A large circle has been removed from the right-front passenger door in Epsilon to become the main part of a wall element placed nearby. The text cut out from this panel reads “rien juste la mémoire de la lumière” (nothing but the memory of light). The hole left in the front door now houses a powerful fan, which periodically blows through the car, violently rattling it. The car faces a human-height billboard made of a panel of corrugated aluminum cut to form the word “ZERO.” The cleanness and coolness with which “zero” is rendered stand in sharp contrast to the catastrophic condition of the car. Epsilon mixes violence and sentimentality, motion and stasis.
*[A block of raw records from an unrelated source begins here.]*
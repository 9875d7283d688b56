use std::{
    collections::{BTreeMap, BTreeSet, HashSet},
    io,
};

use anyhow::{anyhow, Context};
use common::{
    api::version::{CurrentEnclaves, NodeEnclave},
    constants,
    env::DeployEnv,
    releases::Release,
};
use serde::Deserialize;

use crate::ffs::Ffs;

/// Tracks all node releases that have even been provisioned.
#[derive(Debug, Default)]
pub(crate) struct ProvisionHistory {
    /// All node releases which have previously been provisioned.
    pub provisioned: BTreeSet<NodeEnclave>,
}

impl ProvisionHistory {
    /// The FFS filename for the file storing the provision history.
    /// NOTE: on version 0.8.8 file was renamed from "provision_history"
    /// to "provision_history_v2".
    pub const FFS_FILENAME: &'static str = "provision_history_v2";

    /// Create a new empty provision history.
    pub fn new() -> Self {
        Self::default()
    }

    /// Read the provision history from a [`Ffs`].
    /// Returns an empty [`ProvisionHistory`] if the file didn't exist.
    pub fn read_from_ffs(provision_ffs: &impl Ffs) -> anyhow::Result<Self> {
        match provision_ffs.read(Self::FFS_FILENAME) {
            Ok(json_bytes) => Self::from_json_bytes(&json_bytes),
            Err(e) if e.kind() == io::ErrorKind::NotFound => Ok(Self::new()),
            Err(e) => Err(anyhow!("Ffs::read failed: {e:#}")),
        }
    }

    /// Persist this provision history to storage.
    pub fn write_to_ffs(&self, provision_ffs: &impl Ffs) -> anyhow::Result<()> {
        provision_ffs
            .write(Self::FFS_FILENAME, &self.to_json_bytes())
            .context("Ffs::write failed")
    }

    /// Serialize the provision history to JSON bytes.
    fn to_json_bytes(&self) -> Vec<u8> {
        serde_json::to_vec(&self.provisioned)
            .expect("Serialization should never fail")
    }

    /// Deserialize the provision history from JSON bytes.
    fn from_json_bytes(bytes: &[u8]) -> anyhow::Result<Self> {
        let provisioned = serde_json::from_slice(bytes)
            .context("Failed to deserialize provision history")?;
        Ok(Self { provisioned })
    }

    /// Marks a enclave as having been successfully provisioned,
    /// and persists the updated [`ProvisionHistory`] to storage.
    ///
    /// Returns true if the release was newly inserted.
    pub fn update_and_persist(
        &mut self,
        enclave: NodeEnclave,
        provision_ffs: &impl Ffs,
    ) -> anyhow::Result<bool> {
        let was_inserted = self.provisioned.insert(enclave);
        self.write_to_ffs(provision_ffs)?;
        Ok(was_inserted)
    }

    /// Given the current enclaves from the API, returns the subset of them
    /// which are:
    ///
    /// 1) trusted (contained in the hard-coded releases.json),
    /// 2) not yet provisioned (not in the provision history), and
    /// 3) recent (contained in the three latest trusted releases)
    ///
    /// In dev, all releases are allowed.
    // We use `current_enclaves` instead of a `latest_releases` API because this
    // gives old app clients (which may not trust any of the last N releases) a
    // chance to still provision the latest releases that they trust.
    pub fn releases_to_provision(
        &self,
        deploy_env: DeployEnv,
        current_enclaves: CurrentEnclaves,
    ) -> BTreeSet<NodeEnclave> {
        let trusted_releases = trusted_releases();

        // Only consider the three latest trusted releases.
        // There is no need to provision anything older than this.
        let latest_trusted_measurements = trusted_releases
            .values()
            .rev()
            .take(constants::RELEASE_WINDOW_SIZE)
            .map(|release| release.measurement)
            .collect::<HashSet<_>>();

        current_enclaves
            .enclaves
            .into_iter()
            // If we're in staging or prod, only consider trusted releases
            .filter(|enclave| {
                if deploy_env.is_staging_or_prod() {
                    latest_trusted_measurements.contains(&enclave.measurement)
                } else {
                    true
                }
            })
            // Filter out any enclaves which have already been provisioned
            .filter(|enclave| !self.provisioned.contains(enclave))
            .collect()
    }
}

/// Returns the set of trusted node releases (populated from releases.json).
/// The user trusts these releases simply by installing the open-source app
/// which has these values hard-coded. This prevents Lexe from pushing out
/// unilateral node updates without the user's consent.
pub fn trusted_releases() -> BTreeMap<semver::Version, Release> {
    const RELEASES_JSON: &str = include_str!("../../releases.json");

    #[derive(Deserialize)]
    #[serde(rename_all = "kebab-case")]
    struct ReleasesJson(BTreeMap<String, BTreeMap<semver::Version, Release>>);

    serde_json::from_str::<ReleasesJson>(RELEASES_JSON)
        .expect("Checked in tests")
        .0
        .remove("node")
        .unwrap_or_default()
}

#[cfg(test)]
mod test {
    use std::str::FromStr;

    use common::enclave;

    use super::*;

    #[test]
    fn test_trusted_releases() {
        trusted_releases();
    }

    #[test]
    fn provision_history_snapshot() {
        // Dummy provision history
        let provision_history = {
            let provisioned = BTreeSet::from_iter([
                NodeEnclave {
                    version: semver::Version::from_str("0.1.0").unwrap(),
                    measurement: enclave::Measurement::new([0x11; 32]),
                    machine_id: enclave::MachineId::MOCK,
                },
                NodeEnclave {
                    version: semver::Version::from_str("0.2.0-beta.1").unwrap(),
                    measurement: enclave::Measurement::new([0x22; 32]),
                    machine_id: enclave::MachineId::MOCK,
                },
                NodeEnclave {
                    version: semver::Version::from_str("1.0.0").unwrap(),
                    measurement: enclave::Measurement::new([0x33; 32]),
                    machine_id: enclave::MachineId::MOCK,
                },
                NodeEnclave {
                    version: semver::Version::from_str("1.0.0-rc.1+build.123")
                        .unwrap(),
                    measurement: enclave::Measurement::new([0x44; 32]),
                    machine_id: enclave::MachineId::MOCK,
                },
            ]);

            ProvisionHistory { provisioned }
        };

        // Serialize to JSON
        let json_bytes = provision_history.to_json_bytes();
        let json_str = String::from_utf8(json_bytes.clone()).unwrap();

        // Expected serialization (hard-coded snapshot)
        let json_snapshot = r#"[{"version":"0.1.0","measurement":"1111111111111111111111111111111111111111111111111111111111111111","machine_id":"52bc575eb9618084083ca7b3a45a2a76"},{"version":"0.2.0-beta.1","measurement":"2222222222222222222222222222222222222222222222222222222222222222","machine_id":"52bc575eb9618084083ca7b3a45a2a76"},{"version":"1.0.0-rc.1+build.123","measurement":"4444444444444444444444444444444444444444444444444444444444444444","machine_id":"52bc575eb9618084083ca7b3a45a2a76"},{"version":"1.0.0","measurement":"3333333333333333333333333333333333333333333333333333333333333333","machine_id":"52bc575eb9618084083ca7b3a45a2a76"}]"#;

        assert_eq!(json_str, json_snapshot);

        // Verify deserialization works correctly
        let deserialized =
            ProvisionHistory::from_json_bytes(&json_bytes).unwrap();
        assert_eq!(deserialized.provisioned, provision_history.provisioned);

        // Also verify deserialization from the hard-coded string
        let from_snapshot =
            ProvisionHistory::from_json_bytes(json_snapshot.as_bytes())
                .unwrap();
        assert_eq!(from_snapshot.provisioned, provision_history.provisioned);
    }
}
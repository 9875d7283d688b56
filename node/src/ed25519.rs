use ring::signature::KeyPair as _;

pub fn from_seed(seed: &[u8; 32]) -> rcgen::KeyPair {
    let key_pair =
        ring::signature::Ed25519KeyPair::from_seed_unchecked(seed.as_slice())
            .expect(
                "This should never fail, as the secret is exactly 32 bytes",
            );
    let key_bytes = seed.as_slice();
    let pubkey_bytes = key_pair.public_key().as_ref();
    let pkcs8_bytes = serialize_pkcs8(key_bytes, pubkey_bytes);

    rcgen::KeyPair::try_from(pkcs8_bytes).expect(
        "Deserializing a freshly serialized ed25519 key pair should never fail",
    )
}

// $ hexdump -C ring/src/ec/curve25519/ed25519/ed25519_pkcs8_v2_template.der
// 00000000  30 53 02 01 01 30 05 06  03 2b 65 70 04 22 04 20
// 00000010  a1 23 03 21 00

const PKCS_TEMPLATE_PREFIX: &[u8] = &[
    0x30, 0x53, 0x02, 0x01, 0x01, 0x30, 0x05, 0x06, 0x03, 0x2b, 0x65, 0x70,
    0x04, 0x22, 0x04, 0x20,
];
const PKCS_TEMPLATE_MIDDLE: &[u8] = &[0xa1, 0x23, 0x03, 0x21, 0x00];
const PKCS_TEMPLATE_KEY_IDX: usize = 16;

/// Formats a private key as `prefix || key || middle || pubkey`, where `prefix`
/// and `middle` are two pre-computed blobs.
///
/// Note: adapted from `ring`, which doesn't let you serialize as pkcs#8 via
/// any public API...
fn serialize_pkcs8(private_key: &[u8], public_key: &[u8]) -> Vec<u8> {
    let len = PKCS_TEMPLATE_PREFIX.len()
        + private_key.len()
        + PKCS_TEMPLATE_MIDDLE.len()
        + public_key.len();
    let mut out = vec![0u8; len];
    let key_start_idx = PKCS_TEMPLATE_KEY_IDX;

    let prefix = PKCS_TEMPLATE_PREFIX;
    let middle = PKCS_TEMPLATE_MIDDLE;

    let key_end_idx = key_start_idx + private_key.len();
    out[..key_start_idx].copy_from_slice(prefix);
    out[key_start_idx..key_end_idx].copy_from_slice(private_key);
    out[key_end_idx..(key_end_idx + middle.len())].copy_from_slice(middle);
    out[(key_end_idx + middle.len())..].copy_from_slice(public_key);

    out
}

#[cfg(test)]
mod test {
    use proptest::arbitrary::any;
    use proptest::proptest;
    use ring::signature::{
        Ed25519KeyPair, EdDSAParameters, VerificationAlgorithm,
    };

    use super::*;

    #[test]
    fn test_serialize_pkcs8() {
        let seed = [0x42; 32];
        let key_pair1 =
            Ed25519KeyPair::from_seed_unchecked(seed.as_slice()).unwrap();
        let pubkey_bytes: &[u8] = key_pair1.public_key().as_ref();

        let key_pair1_bytes =
            serialize_pkcs8(seed.as_slice(), key_pair1.public_key().as_ref());

        let key_pair2 = Ed25519KeyPair::from_pkcs8(&key_pair1_bytes).unwrap();

        let msg: &[u8] = b"hello, world".as_slice();
        let sig = key_pair2.sign(msg);
        let sig_bytes: &[u8] = sig.as_ref();

        EdDSAParameters
            .verify(pubkey_bytes.into(), msg.into(), sig_bytes.into())
            .unwrap();
    }

    #[test]
    fn test_from_seed() {
        proptest!(|(seed in any::<[u8; 32]>())| {
            // should never panic
            let key_pair = crate::ed25519::from_seed(&seed);
            assert!(key_pair.is_compatible(&rcgen::PKCS_ED25519));
        })
    }
}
In the 1984 Autrefois il prenait souvent le train pour travestir son inquietude en lassitude (In days gone by, he often took the train to disguise his anxiety as lassitude), a window and part of the wall of a train car have been cut out and made into a proscenium. The sky-blue fragment of the train is connected through a black rubber bellows to an unlikely second compartment roughly made of white corrugated metal and steel screen set atop the wheels of a luggage cart. The work resembles both a section of a train and a giant view camera. Words pass quickly across an LED sign set inside, so that one has to read, as if they were the passing landscape, such sibylline dicta as (translating from the French) “the words get lost . . . often they are but the projection of your own seduction . . . the world belongs to me and escapes me.” Autrefois . . . is a surprisingly elegant sculpture despite its somewhat casual-seeming execution; the work’s humor and formal rhythm balance out its nostalgia. Baquié was rare in his ability to use language as one material among others, creating trains of words and references.

 

Baquié once said, “We think more when we travel. I want my work to displace people.” He had a real interest in geography and its corollary of displacement, both physical and mental. Conveyances—cars, airplanes, trains, buses and even a moped—appear in many of his sculptures; he repeatedly uses fans, pumps, refrigeration units or vacuum cleaners, as though each work should create its own climate. In Baquié’s sculptures, things are both themselves and metaphors for the possibilities they may bring forth.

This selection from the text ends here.